━━ PROVIDED DATA

//! Cursor Trail Engine
//! Short-lived glowing particles that follow pointer movement and fade out

use crate::config::{ThemePalette, TrailConfig};
use crate::filter::{PointerTarget, SpawnFilter};
use egui::{Color32, Painter, Pos2, Vec2};
use rand::Rng;
use std::f32::consts::TAU;

/// One trail particle. Position and opacity are derived from age each frame;
/// only `age_ms` is mutated after spawn.
#[derive(Clone, Debug)]
pub struct Particle {
    pub id: u64,
    /// Spawn position: pointer location plus jitter.
    pub origin: Pos2,
    /// Drift velocity in pixels per millisecond of age.
    pub vel: Vec2,
    /// Simulated age, advanced by a fixed step once per frame.
    pub age_ms: f32,
    /// Wall-clock spawn time; removal is keyed off this, not off age.
    pub spawned_at_ms: u64,
    /// Diameter in pixels, fixed for the particle's life.
    pub size: f32,
    pub color: Color32,
}

impl Particle {
    /// Normalized lifetime progress: 0 at spawn, 1 at expiry.
    pub fn progress(&self, config: &TrailConfig) -> f32 {
        (self.age_ms / config.lifetime_ms as f32).clamp(0.0, 1.0)
    }

    /// Linear fade from `max_opacity` to zero, clamped at zero.
    pub fn opacity(&self, config: &TrailConfig) -> f32 {
        let raw = (1.0 - self.age_ms / config.lifetime_ms as f32) * config.max_opacity;
        raw.max(0.0)
    }

    /// Current render position: linear drift plus quadratic downward sag.
    pub fn render_pos(&self, config: &TrailConfig) -> Pos2 {
        let progress = self.progress(config);
        Pos2::new(
            self.origin.x + self.vel.x * self.age_ms,
            self.origin.y + self.vel.y * self.age_ms + progress * progress * config.gravity_drift_px,
        )
    }

    /// Soft glow radius, growing linearly over the lifetime.
    pub fn glow_radius(&self, config: &TrailConfig) -> f32 {
        config.min_glow + (config.max_glow - config.min_glow) * self.progress(config)
    }
}

/// Owns the live particle set for the overlay's mounted lifetime. Spawning,
/// aging, and removal all run on the UI thread; the engine never blocks.
pub struct TrailEngine {
    config: TrailConfig,
    filter: SpawnFilter,
    particles: Vec<Particle>,
    palette: Vec<Color32>,
    next_id: u64,
    last_spawn_ms: Option<u64>,
}

impl TrailEngine {
    pub fn new(config: TrailConfig, palette: &ThemePalette) -> Self {
        let mut engine = Self {
            config,
            filter: SpawnFilter::default(),
            particles: Vec::new(),
            palette: vec![Color32::WHITE],
            next_id: 0,
            last_spawn_ms: None,
        };
        engine.set_palette(palette);
        engine
    }

    /// Swap in a new base-color palette; affects subsequent spawns only.
    pub fn set_palette(&mut self, palette: &ThemePalette) {
        self.palette = palette
            .particles
            .iter()
            .map(|c| Color32::from_rgb(c[0], c[1], c[2]))
            .collect();

        if self.palette.is_empty() {
            self.palette.push(Color32::WHITE);
        }
    }

    pub fn set_filter(&mut self, filter: SpawnFilter) {
        self.filter = filter;
    }

    pub fn particles(&self) -> &[Particle] {
        &self.particles
    }

    pub fn config(&self) -> &TrailConfig {
        &self.config
    }

    pub fn len(&self) -> usize {
        self.particles.len()
    }

    pub fn is_empty(&self) -> bool {
        self.particles.is_empty()
    }

    /// Handle one pointer-move event. Applies the spatial exclusion filter,
    /// then the temporal throttle, then spawns 1 or 2 particles near `pos`.
    /// Returns how many particles were created.
    pub fn pointer_moved(
        &mut self,
        pos: Pos2,
        target: &PointerTarget,
        now_ms: u64,
        rng: &mut impl Rng,
    ) -> usize {
        if !self.config.enabled || self.filter.should_skip(target) {
            return 0;
        }

        if let Some(last) = self.last_spawn_ms {
            if now_ms.saturating_sub(last) < self.config.spawn_interval_ms {
                return 0;
            }
        }

        // Coin flip: one or two particles per eligible event.
        let count = if rng.gen_bool(0.5) { 2 } else { 1 };
        for _ in 0..count {
            self.spawn(pos, now_ms, rng);
        }
        self.last_spawn_ms = Some(now_ms);
        count
    }

    fn spawn(&mut self, pos: Pos2, now_ms: u64, rng: &mut impl Rng) {
        let jitter = self.config.jitter_px;
        let origin = Pos2::new(
            pos.x + rng.gen_range(-jitter..jitter),
            pos.y + rng.gen_range(-jitter..jitter),
        );

        let angle = rng.gen_range(0.0..TAU);
        let speed = rng.gen_range(self.config.min_speed..self.config.max_speed);
        let vel = Vec2::new(angle.cos() * speed, angle.sin() * speed);

        let size = rng.gen_range(self.config.min_size..self.config.max_size);
        let color = self.palette[rng.gen_range(0..self.palette.len())];

        let id = self.next_id;
        self.next_id += 1;

        self.particles.push(Particle {
            id,
            origin,
            vel,
            age_ms: 0.0,
            spawned_at_ms: now_ms,
            size,
            color,
        });
    }

    /// Advance every particle's age by the fixed frame step, then drop the
    /// ones whose wall-clock lifetime has elapsed. Removal is keyed on the
    /// clock so memory stays bounded even if the render loop stalls.
    pub fn tick(&mut self, now_ms: u64) {
        let step = self.config.frame_step_ms;
        for p in &mut self.particles {
            p.age_ms += step;
        }

        let lifetime = self.config.lifetime_ms;
        self.particles
            .retain(|p| now_ms.saturating_sub(p.spawned_at_ms) < lifetime);
    }

    /// Clear-and-redraw of the whole trail for this frame. Fully faded
    /// particles are skipped; the painter owns the actual surface.
    pub fn render(&self, painter: &Painter) {
        for p in &self.particles {
            let opacity = p.opacity(&self.config);
            if opacity <= 0.0 {
                continue;
            }

            let pos = p.render_pos(&self.config);
            let radius = p.size / 2.0;
            let [r, g, b, _] = p.color.to_array();

            // Outer glow, widening as the particle ages.
            let glow_alpha = (opacity * 0.6 * 255.0) as u8;
            if glow_alpha > 1 {
                painter.circle_filled(
                    pos,
                    radius + p.glow_radius(&self.config),
                    Color32::from_rgba_unmultiplied(r, g, b, glow_alpha),
                );
            }

            // Body with a brighter off-center highlight for a radial look.
            let body_alpha = (opacity * 0.5 * 255.0) as u8;
            painter.circle_filled(pos, radius, Color32::from_rgba_unmultiplied(r, g, b, body_alpha));

            let core_alpha = ((opacity * 1.2).min(1.0) * 255.0) as u8;
            let highlight = Pos2::new(pos.x - radius * 0.3, pos.y - radius * 0.3);
            painter.circle_filled(
                highlight,
                radius * 0.45,
                Color32::from_rgba_unmultiplied(r, g, b, core_alpha),
            );
        }
    }

    /// Teardown: discard the live set. Safe to call any number of times.
    pub fn clear(&mut self) {
        self.particles.clear();
        self.last_spawn_ms = None;
    }
}

#[cfg(test)]
mod tests {
    use super::*;
    use crate::filter::{ElementInfo, ElementKind};
    use rand::rngs::mock::StepRng;

    // StepRng(0, 0) makes gen_bool(0.5) return true (two particles);
    // StepRng(u64::MAX, 0) makes it return false (one particle).
    fn rng_two() -> StepRng {
        StepRng::new(0, 0)
    }

    fn rng_one() -> StepRng {
        StepRng::new(u64::MAX, 0)
    }

    fn engine() -> TrailEngine {
        TrailEngine::new(TrailConfig::default(), &ThemePalette::light())
    }

    #[test]
    fn eligible_event_spawns_one_or_two() {
        let mut e = engine();
        let n = e.pointer_moved(Pos2::new(50.0, 50.0), &PointerTarget::generic(), 0, &mut rng_two());
        assert_eq!(n, 2);

        let mut e = engine();
        let n = e.pointer_moved(Pos2::new(50.0, 50.0), &PointerTarget::generic(), 0, &mut rng_one());
        assert_eq!(n, 1);
    }

    #[test]
    fn excluded_target_spawns_nothing() {
        let mut e = engine();
        let target = PointerTarget::new(ElementInfo::new(ElementKind::Generic).with_class("card"));
        for t in [0, 100, 200] {
            assert_eq!(e.pointer_moved(Pos2::new(10.0, 10.0), &target, t, &mut rng_two()), 0);
        }
        assert!(e.is_empty());
    }

    #[test]
    fn burst_within_throttle_window_spawns_once() {
        let mut e = engine();
        let target = PointerTarget::generic();
        let mut rng = rng_one();

        let mut opportunities = 0;
        for t in 0..24 {
            if e.pointer_moved(Pos2::new(0.0, 0.0), &target, t, &mut rng) > 0 {
                opportunities += 1;
            }
        }
        assert_eq!(opportunities, 1);

        // Once the window has elapsed, spawning resumes.
        assert!(e.pointer_moved(Pos2::new(0.0, 0.0), &target, 25, &mut rng) > 0);
    }

    #[test]
    fn ages_advance_by_fixed_step_and_never_decrease() {
        let mut e = engine();
        e.pointer_moved(Pos2::new(0.0, 0.0), &PointerTarget::generic(), 0, &mut rng_one());

        let mut prev = e.particles()[0].age_ms;
        assert_eq!(prev, 0.0);
        for i in 1..=10u64 {
            e.tick(i * 16);
            let age = e.particles()[0].age_ms;
            assert_eq!(age, prev + 16.0);
            prev = age;
        }
    }

    #[test]
    fn opacity_stays_within_bounds_over_full_lifetime() {
        let mut e = engine();
        e.pointer_moved(Pos2::new(0.0, 0.0), &PointerTarget::generic(), 0, &mut rng_one());

        let config = *e.config();
        let mut p = e.particles()[0].clone();
        let mut age = 0.0;
        while age <= 1000.0 {
            p.age_ms = age;
            let o = p.opacity(&config);
            assert!((0.0..=0.7).contains(&o), "opacity {o} out of bounds at age {age}");
            age += 16.0;
        }
        p.age_ms = 1200.0;
        assert_eq!(p.opacity(&config), 0.0);
    }

    #[test]
    fn particle_removed_exactly_at_wall_clock_lifetime() {
        let mut e = engine();
        e.pointer_moved(Pos2::new(0.0, 0.0), &PointerTarget::generic(), 500, &mut rng_one());

        e.tick(999 + 500);
        assert_eq!(e.len(), 1);
        e.tick(1000 + 500);
        assert!(e.is_empty());
    }

    #[test]
    fn removal_outlives_a_stalled_render_loop() {
        let mut e = engine();
        e.pointer_moved(Pos2::new(0.0, 0.0), &PointerTarget::generic(), 0, &mut rng_two());

        // One late tick long after expiry still clears the set.
        e.tick(60_000);
        assert!(e.is_empty());
    }

    #[test]
    fn single_particle_scenario_at_100_100() {
        let mut e = engine();
        let n = e.pointer_moved(
            Pos2::new(100.0, 100.0),
            &PointerTarget::generic(),
            0,
            &mut rng_one(),
        );
        assert_eq!(n, 1);

        let p = &e.particles()[0];
        assert!(p.origin.x >= 90.0 && p.origin.x <= 110.0);
        assert!(p.origin.y >= 90.0 && p.origin.y <= 110.0);
        assert!(p.size >= 2.0 && p.size < 6.0);
        assert_eq!(p.age_ms, 0.0);

        let speed = p.vel.length();
        assert!(speed >= 0.5 && speed < 2.5 + 1e-3);

        // 63 frame ticks carry simulated age past the lifetime; the particle
        // is gone and would no longer render.
        for i in 1..=63u64 {
            e.tick(i * 16);
        }
        assert!(e.is_empty());
    }

    #[test]
    fn ids_are_unique_and_monotonic() {
        let mut e = engine();
        let target = PointerTarget::generic();
        let mut rng = rng_two();
        for t in (0..200).step_by(30) {
            e.pointer_moved(Pos2::new(0.0, 0.0), &target, t, &mut rng);
        }
        let ids: Vec<u64> = e.particles().iter().map(|p| p.id).collect();
        for pair in ids.windows(2) {
            assert!(pair[1] > pair[0]);
        }
    }

    #[test]
    fn palette_flip_recolors_subsequent_spawns() {
        let mut e = engine();
        let target = PointerTarget::generic();
        let light: Vec<Color32> = ThemePalette::light()
            .particles
            .iter()
            .map(|c| Color32::from_rgb(c[0], c[1], c[2]))
            .collect();
        let dark: Vec<Color32> = ThemePalette::dark()
            .particles
            .iter()
            .map(|c| Color32::from_rgb(c[0], c[1], c[2]))
            .collect();

        e.pointer_moved(Pos2::new(0.0, 0.0), &target, 0, &mut rng_one());
        assert!(light.contains(&e.particles()[0].color));

        e.set_palette(&ThemePalette::dark());
        e.pointer_moved(Pos2::new(0.0, 0.0), &target, 100, &mut rng_one());
        let fresh = e.particles().last().unwrap();
        assert!(dark.contains(&fresh.color));
    }

    #[test]
    fn clear_is_idempotent() {
        let mut e = engine();
        e.pointer_moved(Pos2::new(0.0, 0.0), &PointerTarget::generic(), 0, &mut rng_two());
        assert!(!e.is_empty());

        e.clear();
        assert!(e.is_empty());
        e.clear();
        assert!(e.is_empty());

        // Ticking an empty set is a no-op, not an error.
        e.tick(5000);
        assert!(e.is_empty());
    }

    #[test]
    fn drift_math_matches_fade_curve() {
        let config = TrailConfig::default();
        let p = Particle {
            id: 0,
            origin: Pos2::new(100.0, 100.0),
            vel: Vec2::new(0.1, 0.0),
            age_ms: 500.0,
            spawned_at_ms: 0,
            size: 4.0,
            color: Color32::WHITE,
        };

        // Halfway: progress 0.5, opacity 0.35, glow halfway between 8 and 16.
        assert!((p.progress(&config) - 0.5).abs() < 1e-6);
        assert!((p.opacity(&config) - 0.35).abs() < 1e-6);
        assert!((p.glow_radius(&config) - 12.0).abs() < 1e-6);

        let pos = p.render_pos(&config);
        assert!((pos.x - 150.0).abs() < 1e-3);
        // y = origin + 0 drift + 0.25 * 20 sag
        assert!((pos.y - 105.0).abs() < 1e-3);
    }
}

━━━━

● WHAT THE TASK REQUIRES
Which lines above run from the one containing "e.tick(5000);" to the one containing "assert!((p.opacity(&config) - 0.35).abs()"? Give them again exactly, both ends included.

● FINAL ANSWER
        e.tick(5000);
        assert!(e.is_empty());
    }

    #[test]
    fn drift_math_matches_fade_curve() {
        let config = TrailConfig::default();
        let p = Particle {
            id: 0,
            origin: Pos2::new(100.0, 100.0),
            vel: Vec2::new(0.1, 0.0),
            age_ms: 500.0,
            spawned_at_ms: 0,
            size: 4.0,
            color: Color32::WHITE,
        };

        // Halfway: progress 0.5, opacity 0.35, glow halfway between 8 and 16.
        assert!((p.progress(&config) - 0.5).abs() < 1e-6);
        assert!((p.opacity(&config) - 0.35).abs() < 1e-6);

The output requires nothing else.